S’il avait donné ses cours après les années 1950, laissant ainsi le temps à La Sagesse dans le sang et à Le Ciel est aux violents d’être publiés, Forster n’aurait eu aucun doute : l’Américaine Flannery O’Connor, habitée par une foi incandescente en Dieu et en la littérature, aurait rejoint ce cercle restreint des écrivains prophétiques : « J’écris comme j’écris parce que je suis (et non pas « bien que je sois ») catholique ». C’est de ce don fait de douleur, de sacrifice et de talent littéraire que s’inspire Romana Petri pour La ragazza di Savannah (Mondadori), roman qui fait revivre l’enfance puis la vie adulte de Flannery O’Connor, née en Géorgie en 1925 et obligée de se faire soigner par sa mère à cause d’une maladie auto-immune qui l’emportera à l’âge de 39 ans. Mary Flann, tel est le véritable nom de cette écrivaine aujourd’hui considérée comme un immense talent de la littérature américaine, étudia toute sa vie les Saintes Écritures et observa les oiseaux : elle adorait les paons et les poules. Et elle écrivait.

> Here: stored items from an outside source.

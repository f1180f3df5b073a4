//! Clients for the third-party services the webservice talks to.
//!
//! In tests their base URLs point at the simulations in [`crate::fixtures`].

pub mod github;
pub mod google;

use reqwest::Response;

use super::error::Error;

/// Passes successful responses through and turns failures into [`Error::Upstream`].
async fn check(service: &'static str, response: Response) -> Result<Response, Error> {
    let status = response.status();
    if status.is_success() {
        return Ok(response);
    }

    Err(Error::Upstream {
        service,
        url: response.url().to_string(),
        status: status.as_u16(),
    })
}
use axum::{
    extract::{Path, Query, State},
    http::StatusCode,
    response::IntoResponse,
    Json,
};
use dockstore::model::{
    api::PublishRequest,
    tool::{ManualToolRequest, NewTagDto},
};
use serde::Deserialize;

use crate::webservice::{
    error::Error,
    service::ToolService,
    state::{AuthUser, MaybeUser, WebserviceState},
};

#[derive(Deserialize)]
pub struct SearchParams {
    #[serde(default)]
    pub pattern: String,
}

/// Tool by `registry/namespace/name[/toolname]`; unpublished tools only for their owner
pub async fn get_tool_by_path(
    State(state): State<WebserviceState>,
    MaybeUser(user): MaybeUser,
    Path(path): Path<String>,
) -> Result<impl IntoResponse, Error> {
    let tool = ToolService::new(&state.db)
        .get_by_path(&path, user.as_ref())
        .await?;

    Ok((StatusCode::OK, Json(tool)))
}

pub async fn search_tools(
    State(state): State<WebserviceState>,
    Query(params): Query<SearchParams>,
) -> Result<impl IntoResponse, Error> {
    let tools = ToolService::new(&state.db).search(&params.pattern).await?;

    Ok((StatusCode::OK, Json(tools)))
}

pub async fn register_manual_tool(
    State(state): State<WebserviceState>,
    AuthUser(user): AuthUser,
    Json(request): Json<ManualToolRequest>,
) -> Result<impl IntoResponse, Error> {
    let tool = ToolService::new(&state.db)
        .register_manual(request, &user)
        .await?;

    Ok((StatusCode::CREATED, Json(tool)))
}

pub async fn publish_tool(
    State(state): State<WebserviceState>,
    AuthUser(user): AuthUser,
    Path(tool_id): Path<i32>,
    Json(request): Json<PublishRequest>,
) -> Result<impl IntoResponse, Error> {
    let tool = ToolService::new(&state.db)
        .set_published(tool_id, request.publish, &user)
        .await?;

    Ok((StatusCode::OK, Json(tool)))
}

pub async fn refresh_tool(
    State(state): State<WebserviceState>,
    AuthUser(user): AuthUser,
    Path(tool_id): Path<i32>,
) -> Result<impl IntoResponse, Error> {
    let tool = ToolService::new(&state.db)
        .refresh(tool_id, &user, &state.github)
        .await?;

    Ok((StatusCode::OK, Json(tool)))
}

pub async fn get_tags(
    State(state): State<WebserviceState>,
    AuthUser(user): AuthUser,
    Path(tool_id): Path<i32>,
) -> Result<impl IntoResponse, Error> {
    let tags = ToolService::new(&state.db).get_tags(tool_id, &user).await?;

    Ok((StatusCode::OK, Json(tags)))
}

pub async fn add_tags(
    State(state): State<WebserviceState>,
    AuthUser(user): AuthUser,
    Path(tool_id): Path<i32>,
    Json(tags): Json<Vec<NewTagDto>>,
) -> Result<impl IntoResponse, Error> {
    let tags = ToolService::new(&state.db)
        .add_tags(tool_id, tags, &user)
        .await?;

    Ok((StatusCode::OK, Json(tags)))
}

pub async fn delete_tag(
    State(state): State<WebserviceState>,
    AuthUser(user): AuthUser,
    Path((tool_id, tag_id)): Path<(i32, i32)>,
) -> Result<impl IntoResponse, Error> {
    ToolService::new(&state.db)
        .delete_tag(tool_id, tag_id, &user)
        .await?;

    Ok(StatusCode::NO_CONTENT)
}
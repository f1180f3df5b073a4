use std::path::Path;

use crate::{
    api::ApiClient,
    descriptor::{cwl_parameter_template, DescriptorType},
    error::Error,
};

use super::{args::ConvertCommands, launch, output::Output};

pub async fn execute(
    command: ConvertCommands,
    api: &ApiClient,
    out: &mut Output<'_>,
) -> Result<(), Error> {
    match command {
        ConvertCommands::Cwl2Json { cwl } => cwl_to_json(&cwl, out).await,
        ConvertCommands::Cwl2Yaml { cwl } => cwl_to_yaml(&cwl, out).await,
        ConvertCommands::Entry2Json { entry, workflow } => {
            let remote =
                launch::fetch_descriptor(api, &entry, workflow, Some(DescriptorType::Cwl)).await?;
            let template = cwl_parameter_template(&remote.descriptor.content)?;
            out.println(serde_json::to_string_pretty(&template)?)
        }
    }
}

pub async fn cwl_to_json(path: &Path, out: &mut Output<'_>) -> Result<(), Error> {
    let template = cwl_parameter_template(&read_descriptor(path).await?)?;
    out.println(serde_json::to_string_pretty(&template)?)
}

pub async fn cwl_to_yaml(path: &Path, out: &mut Output<'_>) -> Result<(), Error> {
    let template = cwl_parameter_template(&read_descriptor(path).await?)?;
    out.write_raw(serde_yaml::to_string(&template)?.as_bytes())
}

async fn read_descriptor(path: &Path) -> Result<String, Error> {
    if !path.is_file() {
        return Err(Error::EntryNotFound(format!(
            "Could not find local file {}",
            path.display()
        )));
    }

    tokio::fs::read_to_string(path)
        .await
        .map_err(|e| Error::io(format!("Could not read {}", path.display()), e))
}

« Qu’est-ce que la foi, sinon le drame de l’homme qui se remet à Dieu après l’avoir rejeté ? », demande la jeune O’Connor à sa mère, tentant de lui expliquer le roman La Sagesse dans le sang qu’elle est en train d’écrire, allongée sur son lit. « On la prendra pour folle », avertit une parente qui connaît l’intrigue : un homme qui voudrait une Église sans Dieu, un prédicateur aveugle, une histoire de rédemption traversée d’épisodes violents qui semblent sortis de l’Ancien Testament. Mary Flann n’était pas folle, elle façonnait plutôt son écriture en s’inspirant de la Bible. Romana Petri suit O’Connor comme si elle assistait elle-même à cette vie exceptionnellement provinciale et universelle à la fois. Elle en raconte les événements et l’âme, son succès, les conférences qu’elle donnait dans les universités, et la conviction que la maladie est un passage nécessaire : « Je suis infirme. Eh bien, pourquoi devrais-je me décourager ? On ne vit pas sans souffrir », lui fait dire Romana Petri. Elle écrit aussi un Journal de prière : « Je veux être la meilleure artiste possible, au service de Dieu ». En fin de compte, La ragazza di Savannah est l’image fidèle de l’esprit de Mary Flann, une créature pleine d’une verve vivante et sarcastique, et incroyablement drôle. Bref, une prophétesse qui savait aussi rire.